The media industries, everyone agrees, are in the fight of their lives.  These businesses rely for profitability on the controlled distribution of information goods whose individual copies have a marginal cost that keeps getting closer to zero.

But new media killer apps keep coming, and each of them challenges anew the ability of rights holders to maintain control.  So far, Bit Torrent, cloud computing, YouTube, Limewire, Napster, and Google Books have each been vilified as the ultimate enemy…until the next one came along.

It is now clear that the true enemy of traditional media, still unbloodied, is the Internet itself.  The remarkable ability of digital technology to reduce the transaction costs of information exchanges of all kinds has destroyed the business models, if not the businesses, on which content providers have operated successfully since at least the 18th century.  That’s when the first copyright law was passed in England.

The focus on “media” in the very name of the industry belies its reliance on the limited life of physical copies as the key control mechanism.  But as physical copies are replaced by faster, better, and cheaper digital alternatives, control becomes more illusory.  The entrenched providers are growing desperate.

A full-scale war between content distributors and everyone else has been raging in earnest for over a decade.

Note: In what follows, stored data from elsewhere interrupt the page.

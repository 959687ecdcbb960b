//! Order detail page and status form.

use askama::Template;
use askama_web::WebTemplate;
use axum::{
    Form,
    extract::{Path, State},
    response::Redirect,
};
use serde::Deserialize;
use tower_sessions::Session;
use tracing::instrument;

use emporium_core::{OrderId, OrderStatus, PaymentStatus};
use emporium_db::{Order, OrderItem, OrderRepository};

use crate::error::Result;
use crate::filters;
use crate::middleware::{RequireAdminAuth, RequireWriteAccess};
use crate::resources::orders::{payment_tone, status_tone};
use crate::resources::{Ctx, Orders, Patch, Resource, csv_time, found, short_time};
use crate::routes::layout::{Layout, set_flash};
use crate::state::AppState;

/// An order line for display.
#[derive(Debug, Clone)]
pub struct ItemView {
    pub product_name: String,
    pub sku: String,
    pub unit_price: String,
    pub quantity: i32,
    pub line_total: String,
    pub deal_applied: bool,
}

/// Order detail page.
#[derive(Template, WebTemplate)]
#[template(path = "orders/show.html")]
pub struct OrderShowTemplate {
    pub layout: Layout,
    pub order: Order,
    pub address: String,
    pub items: Vec<ItemView>,
    pub subtotal: String,
    pub discount_total: String,
    pub shipping_total: String,
    pub total: String,
    pub status_tone: &'static str,
    pub payment_tone: &'static str,
    pub placed: String,
    pub paid_at: String,
    /// `(value, label)` for statuses the order may move to.
    pub next_statuses: Vec<(&'static str, &'static str)>,
    pub next_payment_statuses: Vec<(&'static str, &'static str)>,
}

/// Status form input. Blank fields are left unchanged.
#[derive(Debug, Deserialize)]
pub struct StatusForm {
    #[serde(default)]
    pub status: String,
    #[serde(default)]
    pub payment_status: String,
}

impl StatusForm {
    fn into_patch(self) -> Patch {
        let set = |value: String| Some(value.trim().to_string()).filter(|v| !v.is_empty());
        Patch {
            status: set(self.status),
            payment_status: set(self.payment_status),
            ..Patch::default()
        }
    }
}

/// Statuses an order in `current` may move to.
#[must_use]
pub fn next_statuses(current: OrderStatus) -> Vec<(&'static str, &'static str)> {
    if current.is_terminal() {
        return Vec::new();
    }
    OrderStatus::ALL
        .iter()
        .filter(|next| current.can_transition_to(**next))
        .map(|next| (next.as_str(), next.label()))
        .collect()
}

/// Payment statuses a payment in `current` may move to.
#[must_use]
pub fn next_payment_statuses(current: PaymentStatus) -> Vec<(&'static str, &'static str)> {
    PaymentStatus::ALL
        .iter()
        .filter(|next| current.can_transition_to(**next))
        .map(|next| (next.as_str(), next.label()))
        .collect()
}

#[instrument(skip_all, fields(order_id = %id))]
pub async fn show(
    RequireAdminAuth(admin): RequireAdminAuth,
    State(state): State<AppState>,
    session: Session,
    Path(id): Path<OrderId>,
) -> Result<OrderShowTemplate> {
    let repo = OrderRepository::new(state.pool());
    let (order, items) = tokio::try_join!(repo.get(id), repo.items_for(id))?;
    let order = found(order)?;
    let layout = Layout::load(&state, &session, &admin, Orders::PATH).await;

    let items = items
        .iter()
        .map(|item: &OrderItem| ItemView {
            product_name: item.product_name.clone(),
            sku: item.sku.clone(),
            unit_price: layout.money(&item.unit_price),
            quantity: item.quantity,
            line_total: layout.money(&item.line_total),
            deal_applied: item.deal_id.is_some(),
        })
        .collect();

    Ok(OrderShowTemplate {
        address: order.shipping_address.one_line(),
        items,
        subtotal: layout.money(&order.subtotal),
        discount_total: layout.money(&order.discount_total),
        shipping_total: layout.money(&order.shipping_total),
        total: layout.money(&order.total),
        status_tone: status_tone(order.status),
        payment_tone: payment_tone(order.payment_status),
        placed: short_time(order.created_at),
        paid_at: csv_time(order.paid_at),
        next_statuses: next_statuses(order.status),
        next_payment_statuses: next_payment_statuses(order.payment_status),
        order,
        layout,
    })
}

#[instrument(skip_all, fields(order_id = %id))]
pub async fn update_status(
    RequireWriteAccess(admin): RequireWriteAccess,
    State(state): State<AppState>,
    session: Session,
    Path(id): Path<OrderId>,
    Form(form): Form<StatusForm>,
) -> Result<Redirect> {
    let message = match Orders::patch(Ctx::new(state.pool(), &admin), id, form.into_patch()).await {
        Ok(order) => format!(
            "Order {} is now {} / {}",
            order.order_number,
            order.status.label(),
            order.payment_status.label()
        ),
        Err(e) if e.status().is_client_error() && e.status().as_u16() != 404 => e.public_message(),
        Err(e) => return Err(e),
    };
    set_flash(&session, &message).await?;
    Ok(Redirect::to(&Orders::href(id)))
}

#[cfg(test)]
mod tests {
    use super::*;

    #[test]
    fn test_next_statuses_follow_lifecycle() {
        let values: Vec<_> = next_statuses(OrderStatus::Pending).iter().map(|(v, _)| *v).collect();
        assert_eq!(values, vec!["processing", "cancelled"]);
        assert!(next_statuses(OrderStatus::Refunded).is_empty());

        let values: Vec<_> = next_payment_statuses(PaymentStatus::Paid).iter().map(|(v, _)| *v).collect();
        assert_eq!(values, vec!["refunded"]);
    }

    #[test]
    fn test_status_form_blank_fields_are_unchanged() {
        let patch = StatusForm {
            status: "shipped".to_string(),
            payment_status: "  ".to_string(),
        }
        .into_patch();
        assert_eq!(patch.status.as_deref(), Some("shipped"));
        assert_eq!(patch.payment_status, None);
    }
}
impl Resource for Returns {
    type Id = ReturnId;
    type Record = Return;

    const PATH: &'static str = "returns";
    const TITLE: &'static str = "Returns";
    const SINGULAR: &'static str = "return";
    const CREATABLE: bool = false;

    fn table() -> DataTableConfig {
        DataTableConfig::new("returns")
            .column(TableColumn::new("rma", "RMA"))
            .column(TableColumn::new("order", "Order"))
            .column(TableColumn::new("email", "Email"))
            .column(TableColumn::new("reason", "Reason"))
            .column(TableColumn::new("refund", "Refund"))
            .column(TableColumn::new("status", "Status"))
            .column(TableColumn::new("created", "Opened").visible(false))
            .filter(TableFilter::status(
                "Status",
                ReturnStatus::ALL.iter().map(|s| (s.as_str(), s.label())),
            ))
            .bulk_actions([
                BulkAction::new("approved", "Approve", "ph-check"),
                BulkAction::new("rejected", "Reject", "ph-x-circle"),
                BulkAction::new("received", "Mark received", "ph-package"),
                BulkAction::delete(),
            ])
            .search_placeholder("Search by RMA, order, email or reason...")
            .empty_state("ph-arrow-u-up-left", "No returns", Some("Customers open returns from the storefront."))
    }

    fn id(record: &Return) -> ReturnId {
        record.id
    }

    fn label(record: &Return) -> String {
        record.rma_number.clone()
    }

    fn cells(record: &Return, currency: CurrencyCode) -> Vec<Cell> {
        vec![
            Cell::text(&record.rma_number),
            Cell::text(&record.order_number),
            Cell::text(&record.email),
            Cell::text(&record.reason),
            Cell::optional(record.refund_amount.map(|a| money(a, currency))),
            Cell::badge(record.status.label(), return_tone(record.status)),
            Cell::text(short_time(record.created_at)),
        ]
    }

    fn csv_header() -> &'static [&'static str] {
        &[
            "id",
            "rma_number",
            "order_number",
            "email",
            "reason",
            "status",
            "refund_amount",
            "created_at",
        ]
    }

    fn csv_row(record: &Return) -> Vec<String> {
        vec![
            record.id.to_string(),
            record.rma_number.clone(),
            record.order_number.clone(),
            record.email.clone(),
            record.reason.clone(),
            record.status.to_string(),
            record.refund_amount.map(|a| a.to_string()).unwrap_or_default(),
            csv_time(Some(record.created_at)),
        ]
    }

    async fn list(pool: &PgPool, query: &ListQuery) -> Result<Paginated<Return>, RepositoryError> {
        ReturnRepository::new(pool).list(query).await
    }

    async fn get(pool: &PgPool, id: ReturnId) -> Result<Option<Return>, RepositoryError> {
        ReturnRepository::new(pool).get(id).await
    }

    async fn patch(ctx: Ctx<'_>, id: ReturnId, patch: Patch) -> Result<Return, AppError> {
        let status = patch.status_as::<ReturnStatus>()?;
        if status.is_none() && patch.refund_amount.is_none() && patch.admin_notes.is_none() {
            return Err(empty_patch());
        }
        let repo = ReturnRepository::new(ctx.pool);
        let current = found(repo.get(id).await?)?;
        Ok(repo
            .update_status(
                id,
                status.unwrap_or(current.status),
                patch.refund_amount,
                patch.admin_notes.as_deref(),
            )
            .await?)
    }

    async fn bulk(ctx: Ctx<'_>, id: ReturnId, action: &str) -> Result<(), AppError> {
        let repo = ReturnRepository::new(ctx.pool);
        let next = match action {
            "delete" => return Ok(repo.delete(id).await?),
            "approved" => ReturnStatus::Approved,
            "rejected" => ReturnStatus::Rejected,
            "received" => ReturnStatus::Received,
            other => return Err(unknown_action(other)),
        };
        repo.update_status(id, next, None, None).await?;
        Ok(())
    }
}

Both sides have seen theirs share of victories, defeats, and casualties—some in the market, others in the courts.  Like many messy conflicts, it has dragged in many once-neutral parties, including device manufacturers, network operators, and consumers.

Today it is a battle fought on many fronts.  There’s litigation and there’s legislation, as well as both private and public enforcement of copyright, trademark, patents and licensing.  There are threats, which are often followed by pleas.  Trade associations, including the RIAA and MPAA, as well as book, magazine and newspaper publishers, alternate between hubris and pathos.

Both sides are in a technological arms race.  The content industries, for example, have invented cryptographic and other digital rights management systems.  The Internet, at the same time, offers users increasingly advanced peer-to-peer file sharing networks, open, robust media file standards and jailbreaking technologies that undo the most sophisticated technical controls on purchased or leased digital “copies.”